_EXERCISE AIM_
All lines holding the word "referrals" should be located in the records and copied.

(Stored data)

'''

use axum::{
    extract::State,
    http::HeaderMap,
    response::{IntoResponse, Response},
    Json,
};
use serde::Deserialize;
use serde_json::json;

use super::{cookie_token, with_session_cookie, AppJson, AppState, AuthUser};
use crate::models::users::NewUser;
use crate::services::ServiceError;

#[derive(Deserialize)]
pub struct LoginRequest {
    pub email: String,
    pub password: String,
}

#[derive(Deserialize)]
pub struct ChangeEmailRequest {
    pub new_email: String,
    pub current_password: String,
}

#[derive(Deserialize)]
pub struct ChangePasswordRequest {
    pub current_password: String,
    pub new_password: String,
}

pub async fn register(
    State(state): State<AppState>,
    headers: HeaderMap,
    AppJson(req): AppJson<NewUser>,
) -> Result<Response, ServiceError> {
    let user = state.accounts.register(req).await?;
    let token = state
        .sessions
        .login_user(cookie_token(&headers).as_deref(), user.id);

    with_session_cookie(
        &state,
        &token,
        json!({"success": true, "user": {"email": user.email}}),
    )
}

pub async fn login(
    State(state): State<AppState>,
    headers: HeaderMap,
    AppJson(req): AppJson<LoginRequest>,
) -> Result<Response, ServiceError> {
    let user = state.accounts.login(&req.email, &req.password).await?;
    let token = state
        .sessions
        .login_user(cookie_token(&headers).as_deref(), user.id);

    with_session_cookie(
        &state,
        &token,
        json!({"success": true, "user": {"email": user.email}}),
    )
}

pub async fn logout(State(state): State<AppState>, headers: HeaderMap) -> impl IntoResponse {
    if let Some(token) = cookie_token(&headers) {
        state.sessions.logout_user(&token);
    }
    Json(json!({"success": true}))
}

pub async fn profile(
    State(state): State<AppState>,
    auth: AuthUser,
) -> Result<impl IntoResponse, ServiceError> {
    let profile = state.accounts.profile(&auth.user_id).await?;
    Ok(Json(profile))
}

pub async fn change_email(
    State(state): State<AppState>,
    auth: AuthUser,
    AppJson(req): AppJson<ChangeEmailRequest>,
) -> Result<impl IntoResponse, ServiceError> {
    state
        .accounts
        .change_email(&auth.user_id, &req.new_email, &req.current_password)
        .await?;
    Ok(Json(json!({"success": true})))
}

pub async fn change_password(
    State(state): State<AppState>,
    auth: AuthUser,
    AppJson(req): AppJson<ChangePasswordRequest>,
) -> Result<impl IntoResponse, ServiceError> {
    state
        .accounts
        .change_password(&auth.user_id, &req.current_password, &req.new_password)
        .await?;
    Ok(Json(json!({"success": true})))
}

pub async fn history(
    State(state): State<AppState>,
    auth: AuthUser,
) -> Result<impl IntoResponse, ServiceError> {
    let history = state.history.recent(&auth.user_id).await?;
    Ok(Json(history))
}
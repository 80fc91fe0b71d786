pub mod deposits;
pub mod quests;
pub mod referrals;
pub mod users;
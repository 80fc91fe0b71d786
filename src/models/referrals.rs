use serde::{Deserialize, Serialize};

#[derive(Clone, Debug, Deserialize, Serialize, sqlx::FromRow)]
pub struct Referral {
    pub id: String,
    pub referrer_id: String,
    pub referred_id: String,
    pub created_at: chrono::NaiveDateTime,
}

'''

_TASK OUTPUT_
pub mod referrals;
filename src/models/referrals.rs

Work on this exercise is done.